Une obscurité hivernale recouvrait la capitale. Le rat s'était assoupi ; il respirait doucement, calmement. Sophie lui laissa des boulettes de pain et remplaça les bougies par de nouvelles qui se consumeraient tranquillement toute la nuit. Maria voila le minerai d'un tissu et la couleur inconnue à ses yeux ne brilla plus.
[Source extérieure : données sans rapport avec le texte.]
//! Snapshot of a live database's tables, columns, indexes and extensions.
//!
//! Produced by introspection and consumed by [`SchemaDiff`](crate::diff::SchemaDiff).
//! Types are kept in Postgres' `format_type()` spelling, defaults and index
//! predicates in `pg_get_expr()` spelling.

use std::collections::btree_map::Entry;
use std::collections::{BTreeMap, BTreeSet};

use crate::ddl::{CreateIndex, Statement};
use crate::error::{SchemaError, SchemaReferenceError};
use crate::ident::Identifier;
use crate::literal;
use crate::schema::{FieldSpec, IndexSpec, Schema, TableSpec};

/// A column as the database reports it.
#[derive(Debug, Clone, PartialEq, Eq)]
pub struct LiveColumn {
    /// Column name.
    pub name: Identifier,
    /// Type as reported by `format_type()`.
    pub data_type: String,
    /// Whether the column accepts NULL.
    pub nullable: bool,
    /// Default expression, if any.
    pub default: Option<String>,
}

impl LiveColumn {
    /// Creates a column snapshot.
    ///
    /// # Errors
    ///
    /// Returns [`SchemaError::InvalidIdentifier`] for an unusable name.
    pub fn new(
        name: &str,
        data_type: impl Into<String>,
        nullable: bool,
        default: Option<&str>,
    ) -> Result<Self, SchemaError> {
        Ok(Self {
            name: Identifier::new(name)?,
            data_type: data_type.into(),
            nullable,
            default: default.map(str::to_string),
        })
    }

    /// Whether the default expression denotes `declared`, a rendered literal.
    #[must_use]
    pub fn default_matches(&self, declared: Option<&str>) -> bool {
        match (self.default.as_deref(), declared) {
            (None, None) => true,
            (Some(live), Some(declared)) => literal::equivalent(live, declared),
            _ => false,
        }
    }
}

/// A non-primary-key index as the database reports it.
#[derive(Debug, Clone, PartialEq, Eq)]
pub struct LiveIndex {
    /// Index name.
    pub name: Identifier,
    /// `pg_get_indexdef()` output.
    pub definition: String,
    /// Whether the index is `UNIQUE`.
    pub unique: bool,
    /// Access method name, e.g. `btree`.
    pub method: String,
    /// Key columns, in order.
    pub columns: Vec<String>,
    /// Partial-index predicate.
    pub predicate: Option<String>,
}

impl LiveIndex {
    /// A non-unique btree index with no columns; fill in the rest with the
    /// builder methods.
    ///
    /// # Errors
    ///
    /// Returns [`SchemaError::InvalidIdentifier`] for an unusable name.
    pub fn new(name: &str, definition: impl Into<String>) -> Result<Self, SchemaError> {
        Ok(Self {
            name: Identifier::new(name)?,
            definition: definition.into(),
            unique: false,
            method: "btree".to_string(),
            columns: Vec::new(),
            predicate: None,
        })
    }

    /// The index a migration creates for `index`.
    ///
    /// # Errors
    ///
    /// Returns [`SchemaReferenceError::Index`] if `index` is not declared on
    /// `table`.
    pub fn declared(table: &TableSpec, index: &IndexSpec) -> Result<Self, SchemaError> {
        let definition = CreateIndex::new(table, index)?.compile().sql;
        let predicate = (!index.conditions().is_empty())
            .then(|| literal::render_conditions(index.conditions()));
        Ok(Self {
            name: Identifier::trusted(index.name()),
            definition,
            unique: index.is_unique(),
            method: index.method().as_sql().to_string(),
            columns: index.columns().to_vec(),
            predicate,
        })
    }

    /// Sets uniqueness.
    #[must_use]
    pub fn unique(mut self, unique: bool) -> Self {
        self.unique = unique;
        self
    }

    /// Sets the access method.
    #[must_use]
    pub fn using(mut self, method: impl Into<String>) -> Self {
        self.method = method.into();
        self
    }

    /// Sets the key columns.
    #[must_use]
    pub fn columns<I, S>(mut self, columns: I) -> Self
    where
        I: IntoIterator<Item = S>,
        S: Into<String>,
    {
        self.columns = columns.into_iter().map(Into::into).collect();
        self
    }

    /// Sets the partial-index predicate.
    #[must_use]
    pub fn predicate(mut self, predicate: Option<impl Into<String>>) -> Self {
        self.predicate = predicate.map(Into::into);
        self
    }

    /// Whether both indexes cover the same columns the same way. Names and
    /// the literal definition text are not compared.
    #[must_use]
    pub fn same_shape(&self, other: &Self) -> bool {
        self.unique == other.unique
            && self.method.eq_ignore_ascii_case(&other.method)
            && self.columns == other.columns
            && match (self.predicate.as_deref(), other.predicate.as_deref()) {
                (None, None) => true,
                (Some(a), Some(b)) => literal::equivalent(a, b),
                _ => false,
            }
    }
}

/// A table as the database reports it.
#[derive(Debug, Clone, PartialEq, Eq)]
pub struct LiveTable {
    /// Table name.
    pub name: Identifier,
    /// Columns in attribute order.
    pub columns: Vec<LiveColumn>,
    /// Indexes, excluding the primary key's.
    pub indexes: Vec<LiveIndex>,
}

impl LiveTable {
    /// Creates an empty table snapshot.
    #[must_use]
    pub const fn new(name: Identifier) -> Self {
        Self {
            name,
            columns: Vec::new(),
            indexes: Vec::new(),
        }
    }

    /// Table name.
    #[must_use]
    pub fn name(&self) -> &str {
        self.name.as_str()
    }

    /// Looks up a column.
    #[must_use]
    pub fn column(&self, name: &str) -> Option<&LiveColumn> {
        self.columns.iter().find(|c| c.name == name)
    }

    /// Looks up a column, failing with an error that names it.
    ///
    /// # Errors
    ///
    /// Returns [`SchemaReferenceError::Field`] when the column is absent.
    pub fn require_column(&self, name: &str) -> Result<&LiveColumn, SchemaReferenceError> {
        self.column(name).ok_or_else(|| SchemaReferenceError::Field {
            table: self.name().to_string(),
            field: name.to_string(),
        })
    }

    /// Looks up an index.
    #[must_use]
    pub fn index(&self, name: &str) -> Option<&LiveIndex> {
        self.indexes.iter().find(|i| i.name == name)
    }
}

/// The live database, keyed by table name.
#[derive(Debug, Clone, Default, PartialEq, Eq)]
pub struct LiveSchema {
    /// Tables by name.
    pub tables: BTreeMap<String, LiveTable>,
    /// Installed extensions.
    pub extensions: BTreeSet<String>,
}

impl LiveSchema {
    /// An empty database.
    #[must_use]
    pub fn new() -> Self {
        Self::default()
    }

    /// Returns the table, inserting an empty one if absent.
    ///
    /// # Errors
    ///
    /// Returns [`SchemaError::InvalidIdentifier`] for an unusable name.
    pub fn table_entry(&mut self, name: &str) -> Result<&mut LiveTable, SchemaError> {
        match self.tables.entry(name.to_string()) {
            Entry::Occupied(entry) => Ok(entry.into_mut()),
            Entry::Vacant(entry) => {
                let ident = Identifier::new(name)?;
                Ok(entry.insert(LiveTable::new(ident)))
            }
        }
    }

    /// Records a column.
    ///
    /// # Errors
    ///
    /// Returns [`SchemaError::InvalidIdentifier`] for an unusable name.
    pub fn add_column(&mut self, table: &str, column: LiveColumn) -> Result<(), SchemaError> {
        self.table_entry(table)?.columns.push(column);
        Ok(())
    }

    /// Records an index.
    ///
    /// # Errors
    ///
    /// Returns [`SchemaError::InvalidIdentifier`] for an unusable table name.
    pub fn add_index(&mut self, table: &str, index: LiveIndex) -> Result<(), SchemaError> {
        self.table_entry(table)?.indexes.push(index);
        Ok(())
    }

    /// Records an installed extension.
    pub fn add_extension(&mut self, name: impl Into<String>) {
        self.extensions.insert(name.into());
    }

    /// Looks up a table.
    #[must_use]
    pub fn table(&self, name: &str) -> Option<&LiveTable> {
        self.tables.get(name)
    }

    /// The database a fully migrated `schema` would produce.
    #[must_use]
    pub fn from_schema(schema: &Schema) -> Self {
        let mut live = Self::new();
        for extension in schema.required_extensions() {
            live.add_extension(extension);
        }
        for table in schema.tables() {
            let mut snapshot = LiveTable::new(table.ident().clone());
            snapshot.columns = table
                .fields()
                .iter()
                .map(|field| live_column(field, table.primary_key() == Some(field.name())))
                .collect();
            snapshot.indexes = table
                .indexes()
                .iter()
                .filter_map(|index| LiveIndex::declared(table, index).ok())
                .collect();
            live.tables.insert(table.name().to_string(), snapshot);
        }
        live
    }
}

fn live_column(field: &FieldSpec, primary_key: bool) -> LiveColumn {
    LiveColumn {
        name: Identifier::trusted(field.name()),
        data_type: field.field_type().catalog_type(),
        nullable: field.nullable() && !primary_key,
        default: field.default_value().map(literal::render),
    }
}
Elles quittèrent avec regret la cave, et Sophie la verrouilla. Lorsque cette dernière se retourna, la scientifique tenait déjà la poignée de l'entrée ; elle était sur le point de souhaiter la bonne soirée et d'aller se coucher. Alors, précipitamment, Sophie lui pria de rester manger.
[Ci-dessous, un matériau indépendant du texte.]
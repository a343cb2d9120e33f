//! Table declarations.

use std::collections::HashSet;

use crate::error::{SchemaError, SchemaReferenceError};
use crate::ident::Identifier;

use super::field::FieldSpec;
use super::index::{IndexMethod, IndexSpec};

/// A validated table declaration.
///
/// Only [`TableSpecBuilder::build`] produces one, so every index column,
/// predicate field and primary key of a `TableSpec` names a declared field.
#[derive(Debug, Clone, PartialEq)]
pub struct TableSpec {
    name: Identifier,
    fields: Vec<FieldSpec>,
    indexes: Vec<IndexSpec>,
    primary_key: Option<String>,
}

impl TableSpec {
    /// Starts declaring a table.
    #[must_use]
    pub fn builder(name: impl Into<String>) -> TableSpecBuilder {
        TableSpecBuilder {
            name: name.into(),
            fields: Vec::new(),
            indexes: Vec::new(),
            primary_key: None,
        }
    }

    /// Table name.
    #[must_use]
    pub fn name(&self) -> &str {
        self.name.as_str()
    }

    /// Table name as an identifier.
    #[must_use]
    pub const fn ident(&self) -> &Identifier {
        &self.name
    }

    /// Fields in declaration order.
    #[must_use]
    pub fn fields(&self) -> &[FieldSpec] {
        &self.fields
    }

    /// Indexes in declaration order.
    #[must_use]
    pub fn indexes(&self) -> &[IndexSpec] {
        &self.indexes
    }

    /// Primary key field, if declared.
    #[must_use]
    pub fn primary_key(&self) -> Option<&str> {
        self.primary_key.as_deref()
    }

    /// Looks up a field by name.
    ///
    /// # Errors
    ///
    /// Returns [`SchemaReferenceError::Field`] when the table has no such field.
    pub fn field(&self, name: &str) -> Result<&FieldSpec, SchemaReferenceError> {
        self.fields
            .iter()
            .find(|f| f.name() == name)
            .ok_or_else(|| SchemaReferenceError::Field {
                table: self.name().to_string(),
                field: name.to_string(),
            })
    }

    /// Looks up an index by name.
    ///
    /// # Errors
    ///
    /// Returns [`SchemaReferenceError::Index`] when the table has no such index.
    pub fn index(&self, name: &str) -> Result<&IndexSpec, SchemaReferenceError> {
        self.indexes
            .iter()
            .find(|i| i.name() == name)
            .ok_or_else(|| SchemaReferenceError::Index {
                table: self.name().to_string(),
                index: name.to_string(),
            })
    }

    /// Whether the table declares a field with this name.
    #[must_use]
    pub fn has_field(&self, name: &str) -> bool {
        self.fields.iter().any(|f| f.name() == name)
    }

    /// Whether the table declares an index with this name.
    #[must_use]
    pub fn has_index(&self, name: &str) -> bool {
        self.indexes.iter().any(|i| i.name() == name)
    }
}

/// Builder for [`TableSpec`].
#[derive(Debug, Clone)]
pub struct TableSpecBuilder {
    name: String,
    fields: Vec<FieldSpec>,
    indexes: Vec<IndexSpec>,
    primary_key: Option<String>,
}

impl TableSpecBuilder {
    /// Appends a field.
    #[must_use]
    pub fn field(mut self, field: FieldSpec) -> Self {
        self.fields.push(field);
        self
    }

    /// Appends an index.
    #[must_use]
    pub fn index(mut self, index: IndexSpec) -> Self {
        self.indexes.push(index);
        self
    }

    /// Declares the primary key field.
    #[must_use]
    pub fn primary_key(mut self, field: impl Into<String>) -> Self {
        self.primary_key = Some(field.into());
        self
    }

    /// Validates the declaration.
    ///
    /// # Errors
    ///
    /// Fails on invalid identifiers, duplicate field or index names,
    /// unsupported field types, and any index column, predicate field or
    /// primary key that does not name a declared field.
    pub fn build(self) -> Result<TableSpec, SchemaError> {
        let name = Identifier::new(self.name)?;
        let table = name.as_str();

        let mut seen = HashSet::new();
        for field in &self.fields {
            Identifier::new(field.name())?;
            if !seen.insert(field.name()) {
                return Err(SchemaError::DuplicateField {
                    table: table.to_string(),
                    field: field.name().to_string(),
                });
            }
            if let Some(reason) = field.field_type().invalid_reason() {
                return Err(SchemaError::InvalidFieldType {
                    table: table.to_string(),
                    field: field.name().to_string(),
                    reason,
                });
            }
        }

        let missing_field = |field: &str| SchemaReferenceError::Field {
            table: table.to_string(),
            field: field.to_string(),
        };

        if let Some(pk) = &self.primary_key {
            if !seen.contains(pk.as_str()) {
                return Err(missing_field(pk).into());
            }
        }

        let mut index_names = HashSet::new();
        let mut indexes = self.indexes;
        for index in &mut indexes {
            Identifier::new(index.name())?;
            if !index_names.insert(index.name().to_string()) {
                return Err(SchemaError::DuplicateIndex {
                    table: table.to_string(),
                    index: index.name().to_string(),
                });
            }
            if index.columns().is_empty() {
                return Err(SchemaError::EmptyIndex {
                    table: table.to_string(),
                    index: index.name().to_string(),
                });
            }
            for column in index.columns() {
                if !seen.contains(column.as_str()) {
                    return Err(missing_field(column).into());
                }
            }
            for condition in index.conditions() {
                if !seen.contains(condition.field()) {
                    return Err(missing_field(condition.field()).into());
                }
            }
            if index.explicit_method().is_none() {
                let any_json = index.columns().iter().any(|column| {
                    self.fields
                        .iter()
                        .any(|f| f.name() == column && f.field_type().is_json())
                });
                let method = if any_json && !index.is_unique() {
                    IndexMethod::Gin
                } else {
                    IndexMethod::BTree
                };
                index.resolve_method(method);
            }
        }

        Ok(TableSpec {
            name,
            fields: self.fields,
            indexes,
            primary_key: self.primary_key,
        })
    }
}

#[cfg(test)]
mod tests {
    use super::*;
    use crate::schema::{FieldType, IndexCondition};

    fn widgets() -> TableSpecBuilder {
        TableSpec::builder("Widgets")
            .field(FieldSpec::new("_id", FieldType::id()).not_null())
            .field(FieldSpec::new("color", FieldType::text()))
            .field(FieldSpec::new("meta", FieldType::json()))
            .primary_key("_id")
    }

    #[test]
    fn test_build_keeps_declaration_order() {
        let table = widgets().build().unwrap();
        let names: Vec<&str> = table.fields().iter().map(FieldSpec::name).collect();
        assert_eq!(names, ["_id", "color", "meta"]);
        assert_eq!(table.primary_key(), Some("_id"));
    }

    #[test]
    fn test_duplicate_field_rejected() {
        let err = widgets()
            .field(FieldSpec::new("color", FieldType::integer()))
            .build()
            .unwrap_err();
        assert!(matches!(err, SchemaError::DuplicateField { .. }));
    }

    #[test]
    fn test_index_on_missing_field_rejected() {
        let err = widgets()
            .index(IndexSpec::new("idx_size", ["size"]))
            .build()
            .unwrap_err();
        assert!(err
            .to_string()
            .contains("Field \"size\" does not exist in the schema"));
    }

    #[test]
    fn test_predicate_on_missing_field_rejected() {
        let err = widgets()
            .index(IndexSpec::new("idx_color", ["color"]).condition(IndexCondition::IsNull(
                "deleted".into(),
            )))
            .build()
            .unwrap_err();
        assert!(matches!(
            err,
            SchemaError::Reference(SchemaReferenceError::Field { .. })
        ));
    }

    #[test]
    fn test_json_index_uses_gin() {
        let table = widgets()
            .index(IndexSpec::for_columns("Widgets", ["meta"]))
            .index(IndexSpec::for_columns("Widgets", ["color"]))
            .build()
            .unwrap();
        assert_eq!(table.indexes()[0].method(), IndexMethod::Gin);
        assert_eq!(table.indexes()[1].method(), IndexMethod::BTree);
    }

    #[test]
    fn test_lookup_errors_name_the_identifier() {
        let table = widgets().build().unwrap();
        let err = table.field("nonexistent").unwrap_err();
        assert!(err
            .to_string()
            .contains("Field \"nonexistent\" does not exist in the schema"));
        assert!(table.index("nope").is_err());
    }
}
Maria s'immobilisa, relâcha la porte lentement ; elle accepta, avec un certain manque d'entrain, presqu'obligée. Elle n'avait pourtant rien planifié en dehors d'un court moment pour réfléchir seule à cette journée et un sommeil qui la ramènerait prestement à son laboratoire.


Maria déposa trois bûches dans le four et s'occupa du feu. Sa compagne trancha des pommes de terre et les mit délicatement dans de la vaisselle en céramique. Une fois que la chaleur du foyer fut convenable, elles y introduisirent les patates avec une garniture de chèvre.

Maria s'attabla tandis que Sophie, debout, entrebâillait régulièrement la plaque en fer pour mesurer l'avancée de la cuisson. Elles parlaient de sujets divers, de ce qui s'était déroulé durant le voyage, et surtout des expériences et de cet élément si intriguant.

Bientôt, le repas fut prêt ; un bref « bon appétit » fut échangé, suivi d'un compliment de Maria sur les talents de son amie, puis elles commencèrent à déguster.

Toutefois, Sophie, après plusieurs bouchées, contemplait mal à l'aise Maria se régaler :

- Il y a fort peu de fromage... pas assez de légumes, se culpabilisait-elle, embarrassée. Ce n'est pas très...

Maria posa sa fourchette dans l'assiette ; elle prit le temps d'avaler ce qu'elle avait mâché.

- Il y en a suffisamment et, je te l'ai souvent dit, c'est un de mes plats favoris, répondit-elle énergiquement.

- Tu avais prévu de souper quoi ce soir ? questionna Sophie.

L'inquiétude reflétait sur son visage, résonnait dans sa voix.

- Oh... ! j'ai encore des biscuits du village, mentit Maria.

(Observant l'agitation croître au bout de la table).

« Et d'une manière ou d'une autre, je me serais débrouillée... sans problème.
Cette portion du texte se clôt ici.